As representações de Umbanda e Candomblé no Cinema brasileiro setentista enquanto metáfora das identidades nacionais.

Por Vinicius Chimirri

Fotograma de Tenda dos Milagres (Nelson Pereira dos Santos, 1977)

Analisar as concepções do que é nacional e popular no cinema brasileiro é, como pontua Jean-Claude Bernardet e Maria Rita Galvão, realizar uma observação dos fundamentos ideológicos da sociedade brasileira e notabilizar percepções sociais utilizadas pelos agentes do campo cinematográfico. Na primeira metade dos anos 60 houveram alguns filmes significativos que colocaram em evidência o retrato da fé afro brasileira, tais como “Bahia de Todos os Santos” (1961) de Trigueirinho Neto, que causou efervescência na imprensa por ser uma promessa da inserção de um autêntico elemento da cultura afro diaspórica no Brasil: O Candomblé. Infelizmente a produção pecou em sua proposta, de maneira que no seu livro“Brasil em Tempos de Cinema”, Jean-Claude coloca que “o anti-burguesismo” de Neto fora primário”, e só levara a reforçar a moral burguesa”. Ainda segundo Bernardet, a partir do lançamento de “Barravento”, de Glauber Rocha, em 1962, o cenário de exclusão do “homem do povo” e de sua cultura começa a mudar e tem-se, nesse momento, ensaiadas as primeiras manifestações de um olhar étnico sobre o Candomblé e a Umbanda no cinema como constituidores de identidades.

Já na segunda metade dos anos 60, Glauber finaliza“ O Dragão da Maldade contra o Santo Guerreiro”, filme que conduz um agenciamento do sincretismo, personificado na relação que é estabelecida logo no início do filme entre São Jorge e Oxossi. A partir da análise de José Gatti em “Visibilidade racial em o Dragão da Maldade contra o Santo Guerreiro”, nota-se que começa a se estabelecer um pensamento das identidades étnicas, raciais e culturais que vão, no início da década de 1970, se expandir.

Nos anos 70, segundo Ismail Xavier, as ideias de nacional e popular vão adquirir outro espaço.

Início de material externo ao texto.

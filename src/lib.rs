// Auth Session - Library root

pub mod auth;
pub mod config;
pub mod cookies;
pub mod error;
pub mod http_client;
pub mod login;
pub mod store;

A década se inicia com um avanço da indústria cultural e a produção cinematográfica oscila em dois pólos: a Boca de Lixo, com suas pornochanchadas, e as produções da Embrafilme (empresa estatal brasileira de economia mista, que estabeleceu fortes diálogos com diretores provindos do Cinema Novo), de modo a se ter uma pluralidade temática nos filmes. Entre 1970 até meados de 1984 nota-se uma preocupação maior em tratar de alguma manifestação da cultura popular, principalmente a religião, e em especial no cinema de ficção com a Umbanda e o Candomblé, que estabeleceram trânsitos da realidade social. 

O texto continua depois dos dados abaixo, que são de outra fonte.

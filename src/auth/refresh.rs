// Token renewal logic
// Silent re-authentication first, interactive login as the fallback

use std::sync::Arc;

use super::types::{RenewedSession, TokenPayload};
use crate::config::ProviderConfig;
use crate::cookies::SessionJar;
use crate::error::{AuthError, Result};
use crate::http_client::ProviderApi;
use crate::login::LoginSurface;

/// Result of the silent branch, consumed by a plain match in [`RenewalStrategy::renew`]
#[derive(Debug)]
pub enum SilentOutcome {
    Renewed(RenewedSession),
    Failed(AuthError),
    NoValidCookie,
}

/// Extract `access_token` and `expires_in` from a redirect URL's fragment
pub fn parse_token_fragment(redirect: &str) -> Result<TokenPayload> {
    let url = url::Url::parse(redirect)
        .map_err(|e| AuthError::MalformedRedirect(format!("invalid URL: {}", e)))?;

    let fragment = url
        .fragment()
        .filter(|f| !f.is_empty())
        .ok_or_else(|| AuthError::MalformedRedirect("redirect has no fragment".to_string()))?;

    let mut access_token = None;
    let mut expires_in = None;
    for (key, value) in url::form_urlencoded::parse(fragment.as_bytes()) {
        match key.as_ref() {
            "access_token" if !value.is_empty() => access_token = Some(value.into_owned()),
            "expires_in" => expires_in = value.parse::<u64>().ok(),
            _ => {}
        }
    }

    let access_token = access_token
        .ok_or_else(|| AuthError::MalformedRedirect("missing access_token".to_string()))?;
    let expires_in_seconds = expires_in
        .ok_or_else(|| AuthError::MalformedRedirect("missing or invalid expires_in".to_string()))?;

    Ok(TokenPayload {
        access_token,
        expires_in_seconds,
    })
}

/// The silent -> interactive fallback chain
pub struct RenewalStrategy {
    api: Arc<dyn ProviderApi>,
    login: Arc<dyn LoginSurface>,
    config: ProviderConfig,
}

impl RenewalStrategy {
    pub fn new(
        api: Arc<dyn ProviderApi>,
        login: Arc<dyn LoginSurface>,
        config: ProviderConfig,
    ) -> Self {
        Self { api, login, config }
    }

    /// Obtain a fresh token. `jar` is not modified; the returned session carries the jar to commit.
    pub async fn renew(&self, jar: &SessionJar, now_ms: i64) -> Result<RenewedSession> {
        match self.try_silent(jar, now_ms).await {
            SilentOutcome::Renewed(session) => {
                tracing::info!("Token renewed via silent re-authentication");
                return Ok(session);
            }
            SilentOutcome::Failed(e) => {
                tracing::warn!(error = %e, "Silent re-authentication failed, falling back to interactive login");
            }
            SilentOutcome::NoValidCookie => {
                tracing::debug!("No valid login cookie, using interactive login");
            }
        }

        self.interactive(now_ms).await
    }

    /// Replay the login cookie against the authorization endpoint
    pub async fn try_silent(&self, jar: &SessionJar, now_ms: i64) -> SilentOutcome {
        let domain = &self.config.auth_domain;

        if !jar.has_valid_cookie(domain, &self.config.login_cookie_name, now_ms) {
            return SilentOutcome::NoValidCookie;
        }

        let Some(cookie_header) = jar.cookie_header(domain, &self.config.authorize_path(), now_ms)
        else {
            return SilentOutcome::NoValidCookie;
        };

        let response = match self.api.authorize(&cookie_header).await {
            Ok(response) => response,
            Err(e) => {
                return SilentOutcome::Failed(AuthError::SilentReauthFailed(format!("{:#}", e)))
            }
        };

        if !(300..400).contains(&response.status) {
            return SilentOutcome::Failed(AuthError::SilentReauthFailed(format!(
                "expected a redirect, got status {}",
                response.status
            )));
        }

        let Some(location) = response.location else {
            return SilentOutcome::Failed(AuthError::SilentReauthFailed(
                "redirect without Location header".to_string(),
            ));
        };

        let payload = match parse_token_fragment(&location) {
            Ok(payload) => payload,
            Err(e) => return SilentOutcome::Failed(e),
        };

        let mut renewed_jar = jar.clone();
        for set_cookie in &response.set_cookies {
            renewed_jar.apply_set_cookie(set_cookie, domain, now_ms);
        }

        SilentOutcome::Renewed(RenewedSession {
            payload,
            jar: renewed_jar,
        })
    }

    /// Full login through the login surface
    pub async fn interactive(&self, now_ms: i64) -> Result<RenewedSession> {
        tracing::info!("Starting interactive login");

        let redirect = self
            .login
            .login(&self.config.authorize_url, &self.config.callback_prefix)
            .await?;

        if !redirect.url.starts_with(&self.config.callback_prefix) {
            return Err(AuthError::MalformedRedirect(format!(
                "login ended outside the callback URL: {}",
                redirect.url.split('#').next().unwrap_or_default()
            )));
        }

        let payload = parse_token_fragment(&redirect.url)?;

        // Only durable, live cookies for the auth domain make it into the jar
        let jar = SessionJar::from_cookies(redirect.cookies.into_iter().filter(|c| {
            c.is_persistent() && !c.is_expired(now_ms) && c.matches_host(&self.config.auth_domain)
        }));

        tracing::info!(cookies = jar.len(), "Interactive login completed");

        Ok(RenewedSession { payload, jar })
    }
}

Nesse sentido, em 1973, é lançado pelo Conselho Nacional de Cultura “As diretrizes Nacionais para um Plano Nacional de Cultura”, que promovia iniciativas governamentais para a preservação da identidade nacional do homem brasileiro, cuja formação cultural advinha da miscigenação do europeu, do índio e do negro. E justamente nos anos 70 nota-se a expansão da Umbanda e do Candomblé no país, que conquistaram novos adeptos entre classes média e baixa, expandindo-se nos centros urbanos do Brasil de maneira a se sedimentar como temas recorrentes na cultura de consumo em expansão (BASTIDE, Roger). Após o golpe de 1964, os cineastas reavaliam suas posturas e as religiões populares (assim como outros elementos da cultura popular) começam a se inserir como definidoras de enredos e formas no campo cinematográfico. Três produções em especial nos permitem compreender essas imagens de representação constituídas como metáforas das identidades: “O Amuleto de Ogum (1974)”, “Tenda dos Milagres (1977)” e “Prova de Fogo (1980)”.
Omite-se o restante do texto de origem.